WHAT IS REQUIRED: Among the entries, find the lines with the string "RetryPolicy" and copy them.

MATERIAL FOR THE TASK:
+++++
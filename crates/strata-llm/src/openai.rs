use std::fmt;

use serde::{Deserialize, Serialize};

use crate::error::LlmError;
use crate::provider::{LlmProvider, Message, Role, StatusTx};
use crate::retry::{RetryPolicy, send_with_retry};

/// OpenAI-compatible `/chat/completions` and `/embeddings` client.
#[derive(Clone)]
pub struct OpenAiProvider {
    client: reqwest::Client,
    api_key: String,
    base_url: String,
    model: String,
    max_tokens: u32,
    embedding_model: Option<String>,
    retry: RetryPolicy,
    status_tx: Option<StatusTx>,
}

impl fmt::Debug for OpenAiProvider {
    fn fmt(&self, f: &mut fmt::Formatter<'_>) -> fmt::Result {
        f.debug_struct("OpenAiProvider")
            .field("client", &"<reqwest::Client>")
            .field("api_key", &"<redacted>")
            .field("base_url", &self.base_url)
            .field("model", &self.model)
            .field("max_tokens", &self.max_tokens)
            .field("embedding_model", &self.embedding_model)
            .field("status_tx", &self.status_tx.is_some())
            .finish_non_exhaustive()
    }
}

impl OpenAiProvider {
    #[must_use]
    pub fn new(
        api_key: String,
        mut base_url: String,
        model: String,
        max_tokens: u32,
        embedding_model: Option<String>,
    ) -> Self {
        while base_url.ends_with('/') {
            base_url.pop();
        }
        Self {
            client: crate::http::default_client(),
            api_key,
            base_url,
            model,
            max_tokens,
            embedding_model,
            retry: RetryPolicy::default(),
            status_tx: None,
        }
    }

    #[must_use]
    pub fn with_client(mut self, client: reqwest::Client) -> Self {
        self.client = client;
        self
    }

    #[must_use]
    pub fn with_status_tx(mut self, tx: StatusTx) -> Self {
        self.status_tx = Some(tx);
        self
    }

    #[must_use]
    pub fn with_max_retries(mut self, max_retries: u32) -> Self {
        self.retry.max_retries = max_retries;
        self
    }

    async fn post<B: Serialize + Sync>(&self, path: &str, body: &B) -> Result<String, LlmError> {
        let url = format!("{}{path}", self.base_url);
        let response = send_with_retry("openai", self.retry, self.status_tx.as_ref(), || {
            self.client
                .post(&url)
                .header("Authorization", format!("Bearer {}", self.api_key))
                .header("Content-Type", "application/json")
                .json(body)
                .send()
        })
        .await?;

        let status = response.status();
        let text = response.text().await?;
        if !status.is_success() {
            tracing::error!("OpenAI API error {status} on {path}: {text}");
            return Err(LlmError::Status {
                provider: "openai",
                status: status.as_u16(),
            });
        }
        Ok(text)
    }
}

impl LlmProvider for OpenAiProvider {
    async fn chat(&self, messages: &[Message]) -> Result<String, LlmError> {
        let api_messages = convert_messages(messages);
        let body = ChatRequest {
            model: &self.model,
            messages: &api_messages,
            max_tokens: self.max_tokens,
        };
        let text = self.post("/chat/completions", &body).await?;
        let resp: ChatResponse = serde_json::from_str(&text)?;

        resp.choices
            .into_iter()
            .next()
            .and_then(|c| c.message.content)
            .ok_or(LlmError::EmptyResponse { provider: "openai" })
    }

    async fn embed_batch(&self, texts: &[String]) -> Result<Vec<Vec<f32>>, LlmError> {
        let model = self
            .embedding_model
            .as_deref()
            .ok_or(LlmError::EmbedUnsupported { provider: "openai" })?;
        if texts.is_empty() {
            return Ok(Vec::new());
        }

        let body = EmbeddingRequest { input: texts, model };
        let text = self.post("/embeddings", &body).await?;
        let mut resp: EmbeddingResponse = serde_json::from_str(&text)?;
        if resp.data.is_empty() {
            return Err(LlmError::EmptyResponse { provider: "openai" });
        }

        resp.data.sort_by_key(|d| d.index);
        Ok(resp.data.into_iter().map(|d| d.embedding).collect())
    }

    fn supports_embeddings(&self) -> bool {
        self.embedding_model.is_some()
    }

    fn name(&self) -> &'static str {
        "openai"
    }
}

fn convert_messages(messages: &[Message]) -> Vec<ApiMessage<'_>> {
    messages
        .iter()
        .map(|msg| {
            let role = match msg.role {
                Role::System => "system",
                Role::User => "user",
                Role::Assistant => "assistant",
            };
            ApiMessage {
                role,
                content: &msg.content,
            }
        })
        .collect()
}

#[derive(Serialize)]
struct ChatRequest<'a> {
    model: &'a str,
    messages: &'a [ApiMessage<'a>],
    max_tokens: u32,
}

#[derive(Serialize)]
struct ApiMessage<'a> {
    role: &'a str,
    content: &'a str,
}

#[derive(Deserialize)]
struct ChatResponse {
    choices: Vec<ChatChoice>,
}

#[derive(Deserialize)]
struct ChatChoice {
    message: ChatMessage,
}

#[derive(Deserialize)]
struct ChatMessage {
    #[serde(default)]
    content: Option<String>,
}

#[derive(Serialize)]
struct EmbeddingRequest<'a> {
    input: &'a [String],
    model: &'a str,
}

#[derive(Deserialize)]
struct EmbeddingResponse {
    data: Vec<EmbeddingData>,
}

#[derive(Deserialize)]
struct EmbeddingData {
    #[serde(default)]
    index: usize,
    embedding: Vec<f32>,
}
+++++
RESPONSE TO THE EXERCISE:
use crate::retry::{RetryPolicy, send_with_retry};
    retry: RetryPolicy,
            retry: RetryPolicy::default(),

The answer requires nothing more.